Occasionally we do get a customer who will not listen. I told him to log out (because it was closing time), he tried to talk. I yanked the plug and he lost all his work. Some people take a little longer than necessary to listen to instruction, don’t you think? Besides, I had to go get the implement pictured here, which is described below.
I had to get away because of the situation at the book store, Trader John’s. There is a rumor they will be moving yet again. The business relies on walk-in sales, unless that can be substituted by other revenue. Such as Internet purchases. The cycle begins again, to sell on-line you need a database, and a database is much the same effort no matter how you slice it. One of the first questions was this ISBN bar code on the books. I tackled this number a year ago with the reseller guy that was such a whacko.

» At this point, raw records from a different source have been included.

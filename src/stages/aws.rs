use anyhow::Context;
use async_trait::async_trait;
use aws_sdk_s3::Client as S3Client;
use aws_sdk_transcribe::types::{LanguageCode, Media, MediaFormat, TranscriptionJob, TranscriptionJobStatus};
use aws_sdk_transcribe::Client as TranscribeClient;
use serde::Deserialize;
use std::future::Future;
use std::path::Path;
use std::pin::Pin;
use std::time::Duration;
use tokio::time::sleep;
use uuid::Uuid;

use super::{StageFailure, StageResult, Transcriber};
use crate::config::AwsSpeechConfig;

/// Batch transcription through AWS Transcribe, staged via S3
pub struct AwsTranscriber {
    s3_client: S3Client,
    transcribe_client: TranscribeClient,
    bucket: String,
    key_prefix: String,
    language: String,
    sample_rate: u32,
}

/// Subset of the AWS Transcribe result document we read
#[derive(Debug, Deserialize)]
struct AwsTranscript {
    results: TranscriptResults,
}

#[derive(Debug, Deserialize)]
struct TranscriptResults {
    #[serde(default)]
    transcripts: Vec<TranscriptText>,
}

#[derive(Debug, Deserialize)]
struct TranscriptText {
    transcript: String,
}

impl AwsTranscriber {
    pub async fn new(config: &AwsSpeechConfig, language: &str, sample_rate: u32) -> Self {
        let aws_config = aws_config::defaults(aws_config::BehaviorVersion::latest())
            .region(aws_types::region::Region::new(config.region.clone()))
            .load()
            .await;

        Self {
            s3_client: S3Client::new(&aws_config),
            transcribe_client: TranscribeClient::new(&aws_config),
            bucket: config.s3_bucket.clone(),
            key_prefix: config.s3_key_prefix.clone().unwrap_or_default(),
            language: language.to_string(),
            sample_rate,
        }
    }

    async fn upload(&self, wav_path: &Path, key: &str) -> anyhow::Result<()> {
        tracing::info!("Uploading audio to S3: s3://{}/{}", self.bucket, key);
        let content = fs_err::read(wav_path)?;

        self.s3_client
            .put_object()
            .bucket(&self.bucket)
            .key(key)
            .body(content.into())
            .content_type("audio/wav")
            .send()
            .await
            .context("Failed to upload audio to S3")?;

        Ok(())
    }

    async fn start_job(&self, key: &str, job_name: &str) -> anyhow::Result<()> {
        let media = Media::builder()
            .media_file_uri(format!("s3://{}/{}", self.bucket, key))
            .build();

        tracing::info!("Starting transcription job: {}", job_name);

        self.transcribe_client
            .start_transcription_job()
            .transcription_job_name(job_name)
            .media_format(MediaFormat::Wav)
            .media(media)
            .language_code(LanguageCode::from(self.language.as_str()))
            .media_sample_rate_hertz(self.sample_rate as i32)
            .send()
            .await
            .context("Failed to start transcription job")?;

        Ok(())
    }

    async fn get_job(&self, job_name: &str) -> anyhow::Result<TranscriptionJob> {
        let response = self
            .transcribe_client
            .get_transcription_job()
            .transcription_job_name(job_name)
            .send()
            .await
            .context("Failed to get transcription job status")?;

        response
            .transcription_job()
            .cloned()
            .ok_or_else(|| anyhow::anyhow!("Transcription job not found"))
    }

    /// Poll until the job settles, backing off up to 30 seconds between checks
    async fn wait_for_job(&self, job_name: &str) -> anyhow::Result<TranscriptionJob> {
        let mut check_count: u64 = 0;

        loop {
            check_count += 1;
            let job = self.get_job(job_name).await?;

            match job.transcription_job_status() {
                Some(TranscriptionJobStatus::InProgress) | Some(TranscriptionJobStatus::Queued) => {
                    tracing::debug!("Job {} still running (check #{})", job_name, check_count);
                    let wait_time = std::cmp::min(5 + (check_count - 1) * 2, 30);
                    sleep(Duration::from_secs(wait_time)).await;
                }
                Some(TranscriptionJobStatus::Completed) => return Ok(job),
                Some(TranscriptionJobStatus::Failed) => {
                    let reason = job.failure_reason().unwrap_or("Unknown error");
                    anyhow::bail!("Transcription job failed: {}", reason);
                }
                _ => anyhow::bail!("Unexpected transcription job status"),
            }
        }
    }

    async fn fetch_transcript(&self, job: &TranscriptionJob) -> anyhow::Result<String> {
        let uri = job
            .transcript()
            .and_then(|t| t.transcript_file_uri())
            .ok_or_else(|| anyhow::anyhow!("No transcript URI found"))?;

        let response = reqwest::get(uri).await.context("Failed to download transcript")?;
        if !response.status().is_success() {
            anyhow::bail!("Failed to download transcript: HTTP {}", response.status());
        }

        let body = response.text().await.context("Failed to read transcript content")?;
        join_transcripts(&body)
    }

    async fn run(&self, wav_path: &Path, key: &str, job_name: &str) -> anyhow::Result<String> {
        self.upload(wav_path, key).await?;
        self.start_job(key, job_name).await?;
        let job = self.wait_for_job(job_name).await?;
        self.fetch_transcript(&job).await
    }

    async fn cleanup(&self, key: &str) {
        delete_object(self.s3_client.clone(), self.bucket.clone(), key.to_string()).await;
    }

    /// Cleanup for a run that was dropped before it finished
    fn abandon(&self, key: &str, job_name: &str) -> impl Future<Output = ()> + Send + 'static {
        let s3_client = self.s3_client.clone();
        let transcribe_client = self.transcribe_client.clone();
        let bucket = self.bucket.clone();
        let key = key.to_string();
        let job_name = job_name.to_string();

        async move {
            tracing::warn!("Transcription {} was interrupted, cleaning up", job_name);
            delete_object(s3_client, bucket, key).await;

            // The job may not exist yet if the upload was interrupted
            if let Err(e) = transcribe_client
                .delete_transcription_job()
                .transcription_job_name(&job_name)
                .send()
                .await
            {
                tracing::debug!("Could not delete transcription job {}: {}", job_name, e);
            }
        }
    }
}

#[async_trait]
impl Transcriber for AwsTranscriber {
    async fn transcribe(&self, wav_path: &Path) -> StageResult<String> {
        let key = format!("{}audio_{}.wav", self.key_prefix, Uuid::new_v4());
        let job_name = format!("transcriber_{}", Uuid::new_v4());

        let guard = CleanupOnDrop::new(self.abandon(&key, &job_name));
        let result = self.run(wav_path, &key, &job_name).await;
        guard.disarm();
        self.cleanup(&key).await;

        result.map_err(|e| StageFailure::transcribe(format!("{:#}", e)))
    }
}

async fn delete_object(client: S3Client, bucket: String, key: String) {
    tracing::debug!("Cleaning up S3 object: {}", key);

    let result = client.delete_object().bucket(&bucket).key(&key).send().await;
    if let Err(e) = result {
        tracing::warn!("Failed to clean up s3://{}/{}: {}", bucket, key, e);
    }
}

type CleanupTask = Pin<Box<dyn Future<Output = ()> + Send + 'static>>;

/// Spawns `task` if dropped while still armed
///
/// A stage timeout drops the transcription future mid-poll, so cleanup
/// cannot simply follow the awaited work.
struct CleanupOnDrop {
    task: Option<CleanupTask>,
}

impl CleanupOnDrop {
    fn new(task: impl Future<Output = ()> + Send + 'static) -> Self {
        Self {
            task: Some(Box::pin(task)),
        }
    }

    fn disarm(mut self) {
        self.task = None;
    }
}

impl Drop for CleanupOnDrop {
    fn drop(&mut self) {
        let Some(task) = self.task.take() else {
            return;
        };
        match tokio::runtime::Handle::try_current() {
            Ok(handle) => {
                handle.spawn(task);
            }
            Err(_) => tracing::warn!("No runtime left to run transcription cleanup"),
        }
    }
}

/// Join every transcript alternative of the result document, one per line
fn join_transcripts(body: &str) -> anyhow::Result<String> {
    let transcript: AwsTranscript =
        serde_json::from_str(body).context("Failed to parse transcript JSON")?;

    Ok(transcript
        .results
        .transcripts
        .into_iter()
        .map(|t| t.transcript.trim().to_string())
        .collect::<Vec<_>>()
        .join("\n"))
}

#[cfg(test)]
mod tests {
    use super::*;
    use crate::stages::{bounded, Stage};
    use std::sync::atomic::{AtomicBool, Ordering};
    use std::sync::Arc;

    #[test]
    fn test_join_transcripts() {
        let body = r#"{
            "jobName": "transcriber_1",
            "accountId": "123",
            "status": "COMPLETED",
            "results": {
                "transcripts": [{"transcript": "Hello there."}, {"transcript": "Second part."}],
                "items": []
            }
        }"#;

        assert_eq!(join_transcripts(body).unwrap(), "Hello there.\nSecond part.");
    }

    #[test]
    fn test_join_transcripts_rejects_garbage() {
        assert!(join_transcripts("not json").is_err());
    }

    fn flagging_task(flag: &Arc<AtomicBool>) -> impl Future<Output = ()> + Send + 'static {
        let flag = Arc::clone(flag);
        async move { flag.store(true, Ordering::SeqCst) }
    }

    #[tokio::test]
    async fn test_cleanup_runs_when_stage_times_out() {
        let cleaned = Arc::new(AtomicBool::new(false));
        let task = flagging_task(&cleaned);

        let limit = Some(Duration::from_millis(20));
        let result: StageResult<String> = bounded(Stage::Transcribe, limit, async move {
            let guard = CleanupOnDrop::new(task);
            sleep(Duration::from_secs(5)).await;
            guard.disarm();
            Ok(String::new())
        })
        .await;

        let failure = tokio_test::assert_err!(result);
        assert!(failure.reason.contains("timed out"));

        for _ in 0..50 {
            if cleaned.load(Ordering::SeqCst) {
                break;
            }
            sleep(Duration::from_millis(10)).await;
        }
        assert!(cleaned.load(Ordering::SeqCst));
    }

    #[tokio::test]
    async fn test_disarmed_cleanup_does_not_run() {
        let cleaned = Arc::new(AtomicBool::new(false));

        let guard = CleanupOnDrop::new(flagging_task(&cleaned));
        guard.disarm();
        tokio::task::yield_now().await;
        sleep(Duration::from_millis(20)).await;

        assert!(!cleaned.load(Ordering::SeqCst));
    }
}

At the Hollywood Library, I found this numbering system was such a piece of junk that it approached useless. It was plain the staff over there had never encountered questions about the subject and followed my research closely with surprise. ISBNs are sold in blocks to publishers, who assign the codes as they see fit. When one batch runs out, they buy another group. With no rules or standardization it is anybody’s guess what a given number means. It would not take very long screwing around with that mess before, like Border’s, you started putting your own bar codes on the books.
Further, I read up on the scanning devices and I think two would be needed. Think ahead, it is not just the book but the entire classic warehousing problem of finding it quickly. At least one hand held bar code reader and one static unit at the cash register are probably necessary. The hand held can wait, it is a Bluetooth retailing at $300 and I’ll have to see it in action. Yet where around here is somebody who will show me how it works? That is always a barrier in these third world locations.
Between us as the shop, we don’t have a decent soldering iron. I don’t get why they are making them so cheap these days. Even Fred’s heavy duty soldering gun takes up to two minutes to heat one joint. That’s why I biked over to Home Depot and bought a beautifully functional butane model. Really hot in 20 seconds. Strange, Bernzomatic does not include a simple peizo lighter on the thing, you have to hunt around for matches. More stoopid engineers.
While I’m there, I priced out a shower cabinet. A basic model is $300, a super nice type is $500. It will depend on how much standing space is available in the projected location, and we won’t know that until we are moved in a week from Monday. Of course, then we find all the little things wrong with the place that you don’t know until you live there. Where the stair creaks or the pipe rattles. However, it is definitely a very well maintained unit and I like to putter.
Now, I had to check out all the patio furniture and how-to books. It’s obligatory. Wallace, here’s something. Did you know the framed wall was 16” on center because 400 years ago (in England) that was the distance that would hold the then popular plaster lathing? The book, code-certified says the new standard is 24” O.C. This probably saves you a few hundred dollars in lumber. But would you want to live in a wooden house in a flood, earthquake or hurricane zone built to such a standard? I’m the type that thinks all bearing walls should be 2x6 and I’d gladly spend the extra money. Drywall isn’t getting any stronger and two foot studs just have to be 33% weaker overall.
This picture shows a fixture called a “wall sink”. I don’t know about the functionality, but it is so new and different, it gets special mention. The single faucet head must be heat activated as there are no taps. The drain is cleverly hidden in the slot just above the glass. The maximum water depth can’t be more than an inch or two. What stops the water from slopping over the edges? Such mysteries, you can’t imagine.
That building supply store wisely air-conditions to shirtsleeve comfort so I toured the appliance section and I see they are pushing these three-door fridges. Huh? There is an upper side-by-side fridge and freezer, and the lower part is a big pull-out drawer. I suppose there is a savings because you only open the compartment you need but it smacks of a gimmick. My purpose was to check the price on a silent undersink garbage disposal unit. It is smarter than using a polluting truck to throwing rotten wet garbage into a landfill. The new quiet models are expensive ($300) plus installation. That’s where JZ gets to show off.
ADDENDUM
What? You say a lot of people don’t like the sound of the grinders? Yes, I know, but are they thinking? Either way, you are getting rid of food scraps. My logic may not be accurate but follow along. I figure new food scraps attract a better animal (song birds and squirrels) than the ones that ingest garbage (sewer rats and seagulls). Try it, put a fresh slice of bread and a moldy slice in your yard and monitor the type of creature that picks each one. Even if I’m wrong on the reason, that’s what I think, because I prefer animals that eat very narrow ranges of food, that is, non-generalists. Ask Pudding-Tat.